Publication

Abstract : Chemoresistance denotes the intricate, multifactorial molecular mechanisms by which malignant cells subvert the cytotoxicity of chemotherapeutic agents, thereby impeding therapeutic efficacy. This phenomenon is orchestrated through a confluence of processes, which we propose as the major hallmarks of chemoresistance in cancer. Dysregulation of drug transporters, activation of pro-survival pathways, cancer stem cell driven proliferation, DNA damage and repair mechanisms, evasion of apoptosis, autophagy induction, secretion of extracellular vesicles, and metabolic reprogramming represents the major mechanisms of chemoresistance in cancer. Breast cancer is one of the most common and aggressive types of cancer, with significant challenges in treatment due to its heterogeneity.

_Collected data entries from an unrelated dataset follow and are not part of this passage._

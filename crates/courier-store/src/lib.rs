//! Message store backends for Courier.
//!
//! Both backends implement [`MessageStore`](courier_protocols::MessageStore)
//! and [`ApplicationDirectory`](courier_protocols::ApplicationDirectory):
//!
//! - [`MemoryMessageStore`] keeps everything in process memory
//! - [`SqliteMessageStore`] persists to a SQLite file

mod memory;
mod schema;
mod sqlite;

pub use memory::MemoryMessageStore;
pub use sqlite::SqliteMessageStore;
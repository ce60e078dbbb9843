//! # Courier Core
//!
//! Request-side message flows built on the scheduler.
//!
//! - [`MessageService`] - create, postpone, un-postpone and delete messages
//!   while keeping the scheduler's job table in step with the store

pub mod error;
pub mod service;

pub use error::{ServiceError, ServiceResult};
pub use service::MessageService;
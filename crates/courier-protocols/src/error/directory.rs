//! Application directory errors.

use thiserror::Error;

#[derive(Debug, Error)]
pub enum DirectoryError {
    #[error("Application not found: {0}")]
    NotFound(String),

    #[error("Directory lookup failed: {0}")]
    LookupFailed(String),
}
//! Scripted ChainClient for unit tests
//!
//! Records every send and call. Receipts confirm immediately unless a test
//! holds one with `hold_next_receipt`, in which case the watcher blocks until
//! the returned sender fires (or is dropped).

use async_trait::async_trait;
use ethers::abi::Token;
use ethers::types::{Address, Bytes, TxHash, U256};
use ethers::utils::id;
use parking_lot::Mutex;
use std::collections::VecDeque;
use std::sync::atomic::{AtomicBool, AtomicUsize, Ordering};
use std::sync::Arc;
use tokio::sync::{oneshot, watch};

use crate::chain::{ChainClient, ChainError, ReceiptSummary};

pub const TEST_ACCOUNT: Address = Address::repeat_byte(0xaa);

#[derive(Debug, Clone)]
pub struct SentTx {
    pub to: Address,
    pub value: U256,
    pub data: Option<Bytes>,
}

struct VotingStateInner {
    options: Vec<String>,
    votes: Vec<u64>,
    has_voted: bool,
    all_votes_reads: usize,
}

/// Contract storage served by the mock for the voting ABI
#[derive(Clone)]
pub struct VotingState {
    inner: Arc<Mutex<VotingStateInner>>,
}

impl VotingState {
    pub fn new(options: &[&str], votes: &[u64]) -> Self {
        Self {
            inner: Arc::new(Mutex::new(VotingStateInner {
                options: options.iter().map(|o| o.to_string()).collect(),
                votes: votes.to_vec(),
                has_voted: false,
                all_votes_reads: 0,
            })),
        }
    }

    pub fn set_votes(&self, votes: &[u64]) {
        self.inner.lock().votes = votes.to_vec();
    }

    pub fn set_has_voted(&self, has_voted: bool) {
        self.inner.lock().has_voted = has_voted;
    }

    /// Number of getAllVotes() reads served so far
    pub fn all_votes_reads(&self) -> usize {
        self.inner.lock().all_votes_reads
    }

    fn respond(&self, data: &[u8]) -> Bytes {
        if data.len() < 4 {
            return Bytes::new();
        }
        let selector = &data[0..4];
        let mut state = self.inner.lock();

        let token = if selector == id("getOptions()") {
            Token::Array(state.options.iter().cloned().map(Token::String).collect())
        } else if selector == id("hasVoted(address)") {
            Token::Bool(state.has_voted)
        } else if selector == id("getAllVotes()") {
            state.all_votes_reads += 1;
            Token::Array(state.votes.iter().map(|v| Token::Uint(U256::from(*v))).collect())
        } else {
            return Bytes::new();
        };
        Bytes::from(ethers::abi::encode(&[token]))
    }
}

pub struct MockChainClient {
    account: Option<Address>,
    chain_id: u64,
    balance: U256,
    block_number: u64,
    voting: Option<VotingState>,
    fail_calls: AtomicBool,
    calls: AtomicUsize,
    sent: Mutex<Vec<SentTx>>,
    send_failures: Mutex<VecDeque<ChainError>>,
    held_receipts: Mutex<VecDeque<oneshot::Receiver<Result<(), ChainError>>>>,
    held_sends: Mutex<VecDeque<oneshot::Receiver<()>>>,
    read_gate: Mutex<Option<watch::Receiver<bool>>>,
}

impl MockChainClient {
    fn with_account(account: Option<Address>) -> Self {
        Self {
            account,
            chain_id: 11_155_111,
            balance: U256::exp10(18),
            block_number: 1_000,
            voting: None,
            fail_calls: AtomicBool::new(false),
            calls: AtomicUsize::new(0),
            sent: Mutex::new(Vec::new()),
            send_failures: Mutex::new(VecDeque::new()),
            held_receipts: Mutex::new(VecDeque::new()),
            held_sends: Mutex::new(VecDeque::new()),
            read_gate: Mutex::new(None),
        }
    }

    pub fn connected() -> Self {
        Self::with_account(Some(TEST_ACCOUNT))
    }

    pub fn disconnected() -> Self {
        Self::with_account(None)
    }

    pub fn with_voting(mut self, state: VotingState) -> Self {
        self.voting = Some(state);
        self
    }

    pub fn with_balance(mut self, balance: U256) -> Self {
        self.balance = balance;
        self
    }

    /// Make every read (call, balance, block number) fail
    pub fn fail_reads(&self) {
        self.fail_calls.store(true, Ordering::SeqCst);
    }

    /// The next send_transaction is rejected with `err`
    pub fn fail_next_send(&self, err: ChainError) {
        self.send_failures.lock().push_back(err);
    }

    /// The next wait_for_receipt blocks until the returned sender fires
    pub fn hold_next_receipt(&self) -> oneshot::Sender<Result<(), ChainError>> {
        let (tx, rx) = oneshot::channel();
        self.held_receipts.lock().push_back(rx);
        tx
    }

    /// The next send_transaction blocks until the returned sender fires.
    /// Keep the sender alive to make the send hang.
    pub fn hold_next_send(&self) -> oneshot::Sender<()> {
        let (tx, rx) = oneshot::channel();
        self.held_sends.lock().push_back(rx);
        tx
    }

    /// Contract calls block until `true` is sent on the returned channel
    pub fn hold_reads(&self) -> watch::Sender<bool> {
        let (tx, rx) = watch::channel(false);
        *self.read_gate.lock() = Some(rx);
        tx
    }

    pub fn sent(&self) -> Vec<SentTx> {
        self.sent.lock().clone()
    }

    pub fn call_count(&self) -> usize {
        self.calls.load(Ordering::SeqCst)
    }

    fn check_reads(&self) -> Result<(), ChainError> {
        if self.fail_calls.load(Ordering::SeqCst) {
            Err(ChainError::Rpc("node unavailable".to_string()))
        } else {
            Ok(())
        }
    }
}

#[async_trait]
impl ChainClient for MockChainClient {
    fn account(&self) -> Option<Address> {
        self.account
    }

    async fn chain_id(&self) -> Result<u64, ChainError> {
        Ok(self.chain_id)
    }

    async fn balance(&self, _address: Address) -> Result<U256, ChainError> {
        self.check_reads()?;
        Ok(self.balance)
    }

    async fn block_number(&self) -> Result<u64, ChainError> {
        self.check_reads()?;
        Ok(self.block_number)
    }

    async fn call(&self, _to: Address, data: Bytes) -> Result<Bytes, ChainError> {
        self.calls.fetch_add(1, Ordering::SeqCst);
        let gate = self.read_gate.lock().clone();
        if let Some(mut gate) = gate {
            let _ = gate.wait_for(|open| *open).await;
        }
        self.check_reads()?;
        Ok(match &self.voting {
            Some(state) => state.respond(&data),
            None => Bytes::new(),
        })
    }

    async fn send_transaction(
        &self,
        to: Address,
        value: U256,
        data: Option<Bytes>,
    ) -> Result<TxHash, ChainError> {
        if self.account.is_none() {
            return Err(ChainError::NotConnected);
        }
        let held = self.held_sends.lock().pop_front();
        if let Some(rx) = held {
            let _ = rx.await;
        }
        let mut sent = self.sent.lock();
        sent.push(SentTx { to, value, data });
        if let Some(err) = self.send_failures.lock().pop_front() {
            return Err(err);
        }
        Ok(TxHash::from_low_u64_be(sent.len() as u64))
    }

    async fn wait_for_receipt(&self, tx_hash: TxHash) -> Result<ReceiptSummary, ChainError> {
        let held = self.held_receipts.lock().pop_front();
        if let Some(rx) = held {
            match rx.await {
                Ok(Ok(())) => {}
                Ok(Err(e)) => return Err(e),
                Err(_) => return Err(ChainError::Rpc("receipt channel closed".to_string())),
            }
        }
        Ok(ReceiptSummary {
            tx_hash,
            block_number: Some(self.block_number + 1),
            gas_used: Some(U256::from(21_000)),
        })
    }
}
use actix_cors::Cors;
use actix_files::{Files, NamedFile};
use actix_web::{middleware::Logger, web, App, HttpServer};
use dotenv::dotenv;
use std::sync::Arc;

mod chain;
mod chains;
mod config;
mod contracts;
mod controllers;
mod dashboard;
mod flows;
mod gateway;
mod session;
mod wallet;

#[cfg(test)]
mod testing;

use chain::{ChainClient, EthersChainClient};
use config::Config;
use gateway::EventBroadcaster;
use session::SessionManager;

pub struct AppState {
    pub config: Config,
    pub chain: Arc<dyn ChainClient>,
    /// Chain id reported by the RPC node (or CHAIN_ID when it can't tell)
    pub chain_id: u64,
    pub broadcaster: Arc<EventBroadcaster>,
    pub sessions: Arc<SessionManager>,
    pub wallet_mode: Option<&'static str>,
}

#[actix_web::main]
async fn main() -> std::io::Result<()> {
    dotenv().ok();
    env_logger::init();

    let config = Config::from_env().map_err(|e| {
        log::error!("Invalid configuration: {}", e);
        std::io::Error::other(e)
    })?;
    let port = config.port;

    // Wallet is optional: without one the dashboard is read-only
    let wallet_provider = wallet::create_wallet_provider().map_err(|e| {
        log::error!("Failed to load wallet: {}", e);
        std::io::Error::other(e)
    })?;
    let wallet = match &wallet_provider {
        Some(provider) => Some(provider.get_wallet().await.map_err(std::io::Error::other)?),
        None => None,
    };

    log::info!("Connecting to RPC at {}", config.rpc_url);
    let chain_client = EthersChainClient::connect(&config, wallet)
        .await
        .map_err(std::io::Error::other)?;
    let chain: Arc<dyn ChainClient> = Arc::new(chain_client);
    let chain_id = chain.chain_id().await.unwrap_or(config.chain_id);

    match config.voting_contract {
        Some(address) => log::info!("Voting contract at {:?}", address),
        None => log::warn!(
            "{} not set - voting disabled",
            config::env_vars::VOTING_CONTRACT_ADDRESS
        ),
    }

    let broadcaster = Arc::new(EventBroadcaster::new());

    log::info!("Mounting dashboard session");
    let sessions = SessionManager::start(
        chain.clone(),
        chain_id,
        config.voting_contract,
        broadcaster.clone(),
    )
    .await
    .map_err(std::io::Error::other)?;

    let frontend_dist = config.frontend_dist.clone();
    let app_state = web::Data::new(AppState {
        config,
        chain,
        chain_id,
        broadcaster: broadcaster.clone(),
        sessions: Arc::new(sessions),
        wallet_mode: wallet_provider.as_ref().map(|p| p.mode_name()),
    });
    let broadcaster_data = web::Data::new(broadcaster);

    log::info!("Starting dashboard server on port {}", port);
    log::info!("WebSocket events on ws://0.0.0.0:{}/ws", port);

    HttpServer::new(move || {
        let cors = Cors::default()
            .allow_any_origin()
            .allow_any_method()
            .allow_any_header()
            .max_age(3600);

        let index_html = format!("{}/index.html", frontend_dist);

        App::new()
            .app_data(app_state.clone())
            .app_data(broadcaster_data.clone())
            .wrap(Logger::default())
            .wrap(cors)
            .configure(controllers::health::config)
            .configure(controllers::dashboard::config)
            .configure(controllers::transfer::config)
            .configure(controllers::voting::config)
            .configure(controllers::session::config)
            .configure(gateway::actix_ws::config)
            // Serve static files, with SPA fallback to index.html for client-side routing
            .service(
                Files::new("/", frontend_dist.as_str())
                    .index_file("index.html")
                    .default_handler(move |req: actix_web::dev::ServiceRequest| {
                        let (http_req, _payload) = req.into_parts();
                        let index_html = index_html.clone();
                        async move {
                            let response = NamedFile::open(index_html)?.into_response(&http_req);
                            Ok(actix_web::dev::ServiceResponse::new(http_req, response))
                        }
                    }),
            )
    })
    .bind(("0.0.0.0", port))?
    .run()
    .await
}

Despite progress in various treatment regimens, chemoresistance continues to be a significant challenge in the effective management of breast cancer. In this context, high-throughput proteomic methodologies, which quantitatively assess proteome-wide alterations and explore post-translational modifications, can provide an unbiased framework for unraveling the molecular intricacies of chemotherapy resistance. This article comprehensively reviews the application of advanced proteomic techniques in elucidating the pathophysiological mechanisms of chemoresistance in breast carcer. Additionally, it highlights promising protein signatures uncovered via proteomic tools, as well as therapeutic strategies targeting chemoresistant hallmarks to overcome drug resistance in breast cancer. By leveraging the mightiness of proteomic technologies, we move closer to efficient, potent and personalized therapeutic interventions for chemoresistant breast cancer.